------ EXTRACTED DATA ------

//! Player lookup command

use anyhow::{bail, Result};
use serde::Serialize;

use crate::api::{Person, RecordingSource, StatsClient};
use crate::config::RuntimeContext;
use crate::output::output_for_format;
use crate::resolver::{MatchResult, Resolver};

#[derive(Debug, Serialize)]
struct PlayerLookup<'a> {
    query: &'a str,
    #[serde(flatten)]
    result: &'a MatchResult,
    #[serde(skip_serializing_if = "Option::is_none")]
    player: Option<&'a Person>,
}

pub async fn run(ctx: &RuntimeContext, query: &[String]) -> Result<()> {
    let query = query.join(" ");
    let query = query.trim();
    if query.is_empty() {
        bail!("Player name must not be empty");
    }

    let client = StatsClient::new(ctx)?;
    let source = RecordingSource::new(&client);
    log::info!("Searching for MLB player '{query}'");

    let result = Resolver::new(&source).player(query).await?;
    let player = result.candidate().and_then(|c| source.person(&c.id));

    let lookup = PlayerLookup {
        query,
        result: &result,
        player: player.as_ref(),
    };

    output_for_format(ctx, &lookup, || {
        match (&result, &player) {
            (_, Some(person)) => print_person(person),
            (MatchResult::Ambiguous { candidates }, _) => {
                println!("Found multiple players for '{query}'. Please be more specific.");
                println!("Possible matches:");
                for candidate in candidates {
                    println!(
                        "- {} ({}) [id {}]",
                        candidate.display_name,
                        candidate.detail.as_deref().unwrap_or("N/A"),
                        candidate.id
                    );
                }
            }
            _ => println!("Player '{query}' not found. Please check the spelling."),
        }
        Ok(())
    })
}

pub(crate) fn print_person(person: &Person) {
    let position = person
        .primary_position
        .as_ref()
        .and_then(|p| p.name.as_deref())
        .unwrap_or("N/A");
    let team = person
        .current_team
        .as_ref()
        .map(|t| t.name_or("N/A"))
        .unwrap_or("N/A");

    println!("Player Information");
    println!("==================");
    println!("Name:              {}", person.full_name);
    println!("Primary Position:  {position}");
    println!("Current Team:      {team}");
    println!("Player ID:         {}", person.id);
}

------

▶ WHAT THE TASK REQUIRES:
Beginning with the line that has "pub(crate) fn print_person(person: &Person)", set down each line through the last one above, exactly, and nothing else.

▶ RESULT OF THIS EXERCISE:
pub(crate) fn print_person(person: &Person) {
    let position = person
        .primary_position
        .as_ref()
        .and_then(|p| p.name.as_deref())
        .unwrap_or("N/A");
    let team = person
        .current_team
        .as_ref()
        .map(|t| t.name_or("N/A"))
        .unwrap_or("N/A");

    println!("Player Information");
    println!("==================");
    println!("Name:              {}", person.full_name);
    println!("Primary Position:  {position}");
    println!("Current Team:      {team}");
    println!("Player ID:         {}", person.id);
}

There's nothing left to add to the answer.